Swizz's first album, Swizz Beatz Presents G.H.E.T.T.O. Stories, was his album by name, but only one of the 17 songs didn't bear the name of a better or more famous rapper. This type of functional compilation album was nothing new, but rarely does it end in a satisfying listen. So we then can admire, and in a way be relieved by, Swizz deciding to make One Man Band Man a solo album that can be called that in the classical sense.
It also sticks (unsurprisingly) to the cultivated production aesthetic that Swizz himself has cultivated throughout his career, even though he only gets production credits on five of One Man Band Man's 12 songs. That aesthetic was honed mostly during the hayday of the DMX-led crew Ruff Ryders, where Swizz produced many of X's biggest hits, including "Party Up (Up in Here)" and "Ruff Ryders Anthem." The former (along with his brilliant production on T.I.'s "Bring 'Em Out") best exemplifies Swizz's near-trademark sound and the sound of One Man Band Man: slick, hyperactive synths that sound like fireworks and bottle rockets shooting off interspersed with liberal usage of whistles, bells and sirens.

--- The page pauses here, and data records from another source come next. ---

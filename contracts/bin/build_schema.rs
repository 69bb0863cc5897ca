#![doc = "Binary for building schema definitions from odra contracts."]
#[allow(unused_imports)]
use cspr_yield_vault_contracts;

#[cfg(not(target_arch = "wasm32"))]
extern "Rust" {
    fn module_schema() -> odra::contract_def::ContractBlueprint;
    fn casper_contract_schema() -> odra::schema::casper_contract_schema::ContractSchema;
}

#[cfg(not(target_arch = "wasm32"))]
fn main() {
    odra_build::schema(unsafe { crate::module_schema() }, unsafe {
        crate::casper_contract_schema()
    });
}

In short, most Swizz songs sound like ticker tape parades, and they do so on One Man Band Man, too. The only difference now is Swizz is throwing the parade for himself.
The album's opening four songs are a relentless barrage of energy and a total distillation of Swizz Beatz, the person and emcee: brash, cocky and tirelessly in-your-face. Swizz is probably the guy during pickup basketball games that says every shot is going in as he shoots it, and the guy who still claims he's the best player on the court even after seven of those shots miss.
As you might imagine, this can get annoying, but that's part of One Man Band Man's appeal.
Swizz is uncompromising in his boasting, but by making his instrumentals as bombastic as his "It's me, bitches," lyrics, One Man Band Man is encompassing and suffocating (in a good way) without reservation. It might be stubbornness, it might be genius, but it's undoubtedly invigorating.
What this all leads to is an impressively cohesive collection of songs, a modern rap album that actually makes a statement about its artist. As such, the songs on One Man Band Man have the luxury of not needing to be individually great (not that most aren't) because they fit into a larger, but concise, narrative. As such, the album's worse songs (or, the ones you won't listen to outside of the album a year from now) — "Product Man," "Big Munny," "Part of the Plan" — are not only passable, but also twistedly essential.
The peaks then are treats: the deliciously delirious "It's Me Bitches" (and the mind-blowing remix), the rumbling, swaggering "Money in the Bank" and the sweeping, bouncy "Top Down."
And though it won't get much press, don't mistake the fact that One Man Band Man is a nearly remarkable feat: a succinct album that is unmistakably that of its artist. The kid might have a future in this rap thing.